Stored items
------

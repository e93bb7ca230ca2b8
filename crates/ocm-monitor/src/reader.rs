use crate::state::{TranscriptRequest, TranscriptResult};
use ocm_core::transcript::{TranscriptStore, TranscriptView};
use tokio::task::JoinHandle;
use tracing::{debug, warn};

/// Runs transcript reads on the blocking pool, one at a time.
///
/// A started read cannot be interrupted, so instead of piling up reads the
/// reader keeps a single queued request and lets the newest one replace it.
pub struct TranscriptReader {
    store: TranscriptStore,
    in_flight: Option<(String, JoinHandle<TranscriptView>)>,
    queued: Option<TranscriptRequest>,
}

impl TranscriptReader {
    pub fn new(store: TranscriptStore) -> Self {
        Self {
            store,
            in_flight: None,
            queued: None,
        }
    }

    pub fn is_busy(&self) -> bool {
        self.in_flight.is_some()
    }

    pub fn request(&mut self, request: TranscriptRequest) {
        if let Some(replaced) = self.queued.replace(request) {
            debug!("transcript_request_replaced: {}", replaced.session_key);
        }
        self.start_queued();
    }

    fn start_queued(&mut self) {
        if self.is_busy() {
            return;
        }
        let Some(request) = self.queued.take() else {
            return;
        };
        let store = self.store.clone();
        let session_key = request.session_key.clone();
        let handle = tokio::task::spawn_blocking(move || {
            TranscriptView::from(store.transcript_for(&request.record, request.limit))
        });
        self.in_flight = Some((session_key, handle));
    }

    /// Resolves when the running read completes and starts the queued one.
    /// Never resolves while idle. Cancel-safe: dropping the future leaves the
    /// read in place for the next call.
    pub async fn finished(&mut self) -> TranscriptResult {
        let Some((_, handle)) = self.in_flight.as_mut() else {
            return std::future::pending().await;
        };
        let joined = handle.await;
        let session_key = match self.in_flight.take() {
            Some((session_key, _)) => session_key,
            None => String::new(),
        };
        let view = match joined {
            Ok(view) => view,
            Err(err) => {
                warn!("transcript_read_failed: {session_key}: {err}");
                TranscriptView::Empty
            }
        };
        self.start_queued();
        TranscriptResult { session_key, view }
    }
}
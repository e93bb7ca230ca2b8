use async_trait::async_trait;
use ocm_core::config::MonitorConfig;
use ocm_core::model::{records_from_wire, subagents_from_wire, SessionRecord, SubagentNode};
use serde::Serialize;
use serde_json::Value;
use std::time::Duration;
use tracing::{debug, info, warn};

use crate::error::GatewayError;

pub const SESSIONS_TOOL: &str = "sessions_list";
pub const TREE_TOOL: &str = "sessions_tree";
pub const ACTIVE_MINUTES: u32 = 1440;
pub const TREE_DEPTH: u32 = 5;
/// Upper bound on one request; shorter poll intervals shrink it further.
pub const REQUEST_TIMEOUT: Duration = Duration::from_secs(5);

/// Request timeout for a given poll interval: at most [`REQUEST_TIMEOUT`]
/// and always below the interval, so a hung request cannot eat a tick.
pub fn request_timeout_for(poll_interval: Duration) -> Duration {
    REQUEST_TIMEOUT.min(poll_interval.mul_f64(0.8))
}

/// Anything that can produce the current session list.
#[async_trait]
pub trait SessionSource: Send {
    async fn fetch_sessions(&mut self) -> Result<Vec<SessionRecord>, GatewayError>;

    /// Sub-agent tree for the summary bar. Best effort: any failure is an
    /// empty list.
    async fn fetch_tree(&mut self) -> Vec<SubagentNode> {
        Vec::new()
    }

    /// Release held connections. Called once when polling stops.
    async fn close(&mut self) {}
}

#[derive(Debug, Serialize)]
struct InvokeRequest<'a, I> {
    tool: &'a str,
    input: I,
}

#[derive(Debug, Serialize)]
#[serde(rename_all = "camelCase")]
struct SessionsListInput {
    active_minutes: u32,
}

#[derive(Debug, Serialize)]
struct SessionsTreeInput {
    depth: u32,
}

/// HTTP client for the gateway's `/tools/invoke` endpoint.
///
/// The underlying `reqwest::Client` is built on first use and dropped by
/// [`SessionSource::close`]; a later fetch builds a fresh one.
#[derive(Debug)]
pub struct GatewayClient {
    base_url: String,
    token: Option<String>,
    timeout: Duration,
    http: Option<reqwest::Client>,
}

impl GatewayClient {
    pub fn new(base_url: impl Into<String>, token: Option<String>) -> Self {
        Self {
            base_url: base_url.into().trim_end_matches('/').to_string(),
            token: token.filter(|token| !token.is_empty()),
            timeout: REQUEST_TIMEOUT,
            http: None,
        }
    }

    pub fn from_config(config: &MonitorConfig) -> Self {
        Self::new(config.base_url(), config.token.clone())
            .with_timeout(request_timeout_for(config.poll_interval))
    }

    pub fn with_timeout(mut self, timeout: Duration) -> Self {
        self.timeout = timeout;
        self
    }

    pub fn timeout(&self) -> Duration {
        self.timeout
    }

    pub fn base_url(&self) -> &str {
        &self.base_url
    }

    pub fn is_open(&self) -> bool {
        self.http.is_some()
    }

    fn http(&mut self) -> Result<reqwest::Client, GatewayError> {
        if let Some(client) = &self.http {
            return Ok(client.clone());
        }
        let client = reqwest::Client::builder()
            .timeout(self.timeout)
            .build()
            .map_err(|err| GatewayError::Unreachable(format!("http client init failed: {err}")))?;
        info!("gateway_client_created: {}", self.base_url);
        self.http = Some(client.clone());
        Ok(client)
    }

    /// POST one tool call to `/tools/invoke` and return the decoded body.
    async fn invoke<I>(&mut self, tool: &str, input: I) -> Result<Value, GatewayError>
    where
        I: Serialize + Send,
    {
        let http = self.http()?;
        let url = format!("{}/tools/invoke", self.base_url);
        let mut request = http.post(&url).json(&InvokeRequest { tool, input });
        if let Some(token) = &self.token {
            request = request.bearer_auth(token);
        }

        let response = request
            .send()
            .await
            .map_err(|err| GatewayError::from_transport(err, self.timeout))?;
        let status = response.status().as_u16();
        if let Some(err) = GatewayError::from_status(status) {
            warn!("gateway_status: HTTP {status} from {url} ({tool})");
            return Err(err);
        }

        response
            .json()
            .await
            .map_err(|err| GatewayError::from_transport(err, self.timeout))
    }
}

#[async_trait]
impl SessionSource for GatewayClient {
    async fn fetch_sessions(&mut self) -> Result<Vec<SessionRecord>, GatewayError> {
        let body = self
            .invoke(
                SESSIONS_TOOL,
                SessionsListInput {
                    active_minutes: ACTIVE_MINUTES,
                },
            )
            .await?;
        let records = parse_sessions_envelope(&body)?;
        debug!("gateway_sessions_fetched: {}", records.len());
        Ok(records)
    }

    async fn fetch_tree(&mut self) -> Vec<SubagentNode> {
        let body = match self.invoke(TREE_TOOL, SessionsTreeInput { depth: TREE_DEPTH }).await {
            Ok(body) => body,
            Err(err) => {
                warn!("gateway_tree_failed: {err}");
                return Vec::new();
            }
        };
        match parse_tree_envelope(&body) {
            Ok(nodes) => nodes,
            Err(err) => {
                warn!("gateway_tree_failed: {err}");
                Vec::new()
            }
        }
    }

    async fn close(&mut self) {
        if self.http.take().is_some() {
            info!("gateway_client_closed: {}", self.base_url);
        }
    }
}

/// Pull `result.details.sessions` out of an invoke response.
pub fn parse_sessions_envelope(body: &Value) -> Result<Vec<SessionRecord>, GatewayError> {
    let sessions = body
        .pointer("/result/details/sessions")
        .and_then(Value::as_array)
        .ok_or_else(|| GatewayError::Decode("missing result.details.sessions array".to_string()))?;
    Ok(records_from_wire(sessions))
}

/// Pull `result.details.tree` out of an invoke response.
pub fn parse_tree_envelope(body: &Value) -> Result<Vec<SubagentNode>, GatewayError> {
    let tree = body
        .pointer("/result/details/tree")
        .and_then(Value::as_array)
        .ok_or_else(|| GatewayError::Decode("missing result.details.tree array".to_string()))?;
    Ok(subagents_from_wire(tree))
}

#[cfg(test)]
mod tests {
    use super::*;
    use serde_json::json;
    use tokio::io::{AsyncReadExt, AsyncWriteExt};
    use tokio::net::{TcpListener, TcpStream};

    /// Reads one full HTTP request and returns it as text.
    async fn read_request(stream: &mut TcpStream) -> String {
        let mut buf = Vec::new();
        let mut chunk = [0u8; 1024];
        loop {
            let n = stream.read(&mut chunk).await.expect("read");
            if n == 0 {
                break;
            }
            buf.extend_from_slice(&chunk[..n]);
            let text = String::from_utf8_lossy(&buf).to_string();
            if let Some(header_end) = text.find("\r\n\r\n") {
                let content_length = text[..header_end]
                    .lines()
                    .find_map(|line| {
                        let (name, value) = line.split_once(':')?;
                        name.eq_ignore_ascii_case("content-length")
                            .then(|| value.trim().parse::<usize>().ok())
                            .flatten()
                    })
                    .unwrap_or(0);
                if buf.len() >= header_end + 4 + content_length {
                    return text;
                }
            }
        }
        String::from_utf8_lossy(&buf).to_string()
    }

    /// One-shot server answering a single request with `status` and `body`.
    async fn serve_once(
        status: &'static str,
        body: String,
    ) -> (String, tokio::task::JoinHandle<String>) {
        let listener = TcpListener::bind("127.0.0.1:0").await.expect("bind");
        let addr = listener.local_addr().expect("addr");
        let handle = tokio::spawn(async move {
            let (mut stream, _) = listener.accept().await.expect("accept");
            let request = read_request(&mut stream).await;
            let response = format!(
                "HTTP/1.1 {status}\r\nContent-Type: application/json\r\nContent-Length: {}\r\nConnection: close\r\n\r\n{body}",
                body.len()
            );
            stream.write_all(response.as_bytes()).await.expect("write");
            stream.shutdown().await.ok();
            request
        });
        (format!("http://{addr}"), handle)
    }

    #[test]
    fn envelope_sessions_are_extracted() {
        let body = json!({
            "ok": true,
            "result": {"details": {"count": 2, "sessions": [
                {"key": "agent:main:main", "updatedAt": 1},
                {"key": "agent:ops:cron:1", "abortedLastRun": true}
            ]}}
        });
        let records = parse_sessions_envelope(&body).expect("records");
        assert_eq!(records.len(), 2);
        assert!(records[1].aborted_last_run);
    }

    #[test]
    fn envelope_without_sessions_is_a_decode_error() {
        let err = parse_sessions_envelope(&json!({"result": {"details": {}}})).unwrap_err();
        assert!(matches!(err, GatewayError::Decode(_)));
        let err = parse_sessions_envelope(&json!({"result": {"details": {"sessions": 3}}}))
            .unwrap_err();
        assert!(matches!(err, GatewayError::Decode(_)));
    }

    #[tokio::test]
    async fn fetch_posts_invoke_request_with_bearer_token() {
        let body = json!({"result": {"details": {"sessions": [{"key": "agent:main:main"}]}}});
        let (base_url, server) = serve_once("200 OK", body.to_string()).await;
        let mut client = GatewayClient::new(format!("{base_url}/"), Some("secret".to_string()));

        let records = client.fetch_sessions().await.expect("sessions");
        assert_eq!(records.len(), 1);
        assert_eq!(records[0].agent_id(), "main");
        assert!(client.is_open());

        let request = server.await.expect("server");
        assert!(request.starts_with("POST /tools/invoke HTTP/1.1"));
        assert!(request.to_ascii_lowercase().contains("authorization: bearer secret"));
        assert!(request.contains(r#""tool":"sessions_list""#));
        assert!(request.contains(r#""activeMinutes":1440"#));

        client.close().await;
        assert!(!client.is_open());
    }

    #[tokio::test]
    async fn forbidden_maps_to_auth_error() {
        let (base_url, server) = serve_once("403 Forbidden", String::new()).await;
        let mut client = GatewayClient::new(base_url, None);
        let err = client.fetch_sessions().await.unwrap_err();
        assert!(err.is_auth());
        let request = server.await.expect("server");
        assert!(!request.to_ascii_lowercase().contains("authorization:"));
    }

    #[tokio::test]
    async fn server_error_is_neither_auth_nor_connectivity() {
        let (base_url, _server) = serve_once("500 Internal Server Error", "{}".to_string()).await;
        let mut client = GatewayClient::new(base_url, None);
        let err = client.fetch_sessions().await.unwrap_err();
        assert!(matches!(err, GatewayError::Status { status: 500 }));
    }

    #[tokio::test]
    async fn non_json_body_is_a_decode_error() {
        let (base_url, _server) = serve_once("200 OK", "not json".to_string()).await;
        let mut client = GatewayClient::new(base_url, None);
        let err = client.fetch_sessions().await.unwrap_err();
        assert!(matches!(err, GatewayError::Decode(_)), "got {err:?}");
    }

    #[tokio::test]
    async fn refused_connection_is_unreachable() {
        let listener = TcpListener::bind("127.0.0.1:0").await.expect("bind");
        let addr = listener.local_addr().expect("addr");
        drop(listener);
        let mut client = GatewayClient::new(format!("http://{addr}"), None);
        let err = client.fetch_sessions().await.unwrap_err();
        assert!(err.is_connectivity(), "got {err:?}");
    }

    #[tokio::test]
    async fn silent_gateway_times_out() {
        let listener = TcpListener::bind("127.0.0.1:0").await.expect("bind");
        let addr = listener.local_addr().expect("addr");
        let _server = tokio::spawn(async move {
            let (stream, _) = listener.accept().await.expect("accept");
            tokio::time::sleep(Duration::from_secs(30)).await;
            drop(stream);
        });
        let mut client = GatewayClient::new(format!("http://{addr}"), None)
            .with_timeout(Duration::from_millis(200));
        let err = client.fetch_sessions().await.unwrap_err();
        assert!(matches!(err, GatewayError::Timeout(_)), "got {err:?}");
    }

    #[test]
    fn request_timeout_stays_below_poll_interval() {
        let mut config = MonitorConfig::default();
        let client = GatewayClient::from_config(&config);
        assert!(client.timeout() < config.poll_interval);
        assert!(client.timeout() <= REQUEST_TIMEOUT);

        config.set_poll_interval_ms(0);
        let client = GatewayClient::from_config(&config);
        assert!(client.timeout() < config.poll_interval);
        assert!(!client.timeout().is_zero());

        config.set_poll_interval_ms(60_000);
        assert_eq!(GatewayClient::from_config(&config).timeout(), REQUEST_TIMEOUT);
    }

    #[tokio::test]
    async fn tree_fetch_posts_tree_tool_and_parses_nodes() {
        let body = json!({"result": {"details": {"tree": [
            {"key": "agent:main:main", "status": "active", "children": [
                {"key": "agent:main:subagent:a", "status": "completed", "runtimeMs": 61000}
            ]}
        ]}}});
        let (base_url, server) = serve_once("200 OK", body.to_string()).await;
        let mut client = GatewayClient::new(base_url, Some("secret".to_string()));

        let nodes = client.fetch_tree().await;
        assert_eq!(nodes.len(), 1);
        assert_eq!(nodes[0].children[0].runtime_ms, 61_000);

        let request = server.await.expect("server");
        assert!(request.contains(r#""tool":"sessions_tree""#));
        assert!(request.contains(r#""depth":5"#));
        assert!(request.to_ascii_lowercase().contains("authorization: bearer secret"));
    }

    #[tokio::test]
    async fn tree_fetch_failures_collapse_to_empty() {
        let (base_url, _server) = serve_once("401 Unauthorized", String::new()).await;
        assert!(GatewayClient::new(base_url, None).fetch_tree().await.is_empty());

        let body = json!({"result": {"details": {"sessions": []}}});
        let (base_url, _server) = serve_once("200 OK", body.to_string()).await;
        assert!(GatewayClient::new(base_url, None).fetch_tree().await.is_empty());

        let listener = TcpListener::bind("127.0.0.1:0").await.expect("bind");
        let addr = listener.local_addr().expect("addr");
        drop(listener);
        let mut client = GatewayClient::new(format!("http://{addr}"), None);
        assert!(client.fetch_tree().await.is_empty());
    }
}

------

**The task:**
Within the records above, determine the number of lines that hold the word "Duration" and return only that value.

**Answer box:**
8